(EXERCISE REQUIREMENTS)
Only the lines with "OutputFormat" in the entries below belong in the answer; please copy them.

Stored entries
******
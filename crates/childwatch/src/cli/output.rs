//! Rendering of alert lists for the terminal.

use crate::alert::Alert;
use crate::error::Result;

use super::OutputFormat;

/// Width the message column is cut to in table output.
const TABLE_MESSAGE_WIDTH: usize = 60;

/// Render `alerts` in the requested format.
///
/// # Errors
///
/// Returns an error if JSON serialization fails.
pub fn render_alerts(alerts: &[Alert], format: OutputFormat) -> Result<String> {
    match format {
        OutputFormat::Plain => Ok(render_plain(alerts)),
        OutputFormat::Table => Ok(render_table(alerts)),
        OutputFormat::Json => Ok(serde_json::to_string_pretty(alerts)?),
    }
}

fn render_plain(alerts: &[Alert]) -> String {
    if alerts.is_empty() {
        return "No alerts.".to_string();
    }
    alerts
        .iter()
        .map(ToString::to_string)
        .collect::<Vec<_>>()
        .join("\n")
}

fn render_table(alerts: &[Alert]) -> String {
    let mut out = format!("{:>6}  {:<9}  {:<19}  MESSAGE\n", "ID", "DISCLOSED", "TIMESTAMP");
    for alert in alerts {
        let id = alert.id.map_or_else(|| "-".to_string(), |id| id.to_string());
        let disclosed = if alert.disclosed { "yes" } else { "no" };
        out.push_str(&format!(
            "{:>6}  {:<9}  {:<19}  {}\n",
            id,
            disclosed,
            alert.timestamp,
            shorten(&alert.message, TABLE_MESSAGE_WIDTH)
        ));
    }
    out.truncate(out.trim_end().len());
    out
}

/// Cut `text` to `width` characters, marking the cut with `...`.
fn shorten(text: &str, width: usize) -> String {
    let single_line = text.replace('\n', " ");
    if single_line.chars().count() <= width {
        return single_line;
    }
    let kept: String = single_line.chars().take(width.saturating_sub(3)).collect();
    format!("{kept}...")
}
******
(RESPONSE TO THIS TASK)
use super::OutputFormat;
pub fn render_alerts(alerts: &[Alert], format: OutputFormat) -> Result<String> {
        OutputFormat::Plain => Ok(render_plain(alerts)),
        OutputFormat::Table => Ok(render_table(alerts)),
        OutputFormat::Json => Ok(serde_json::to_string_pretty(alerts)?),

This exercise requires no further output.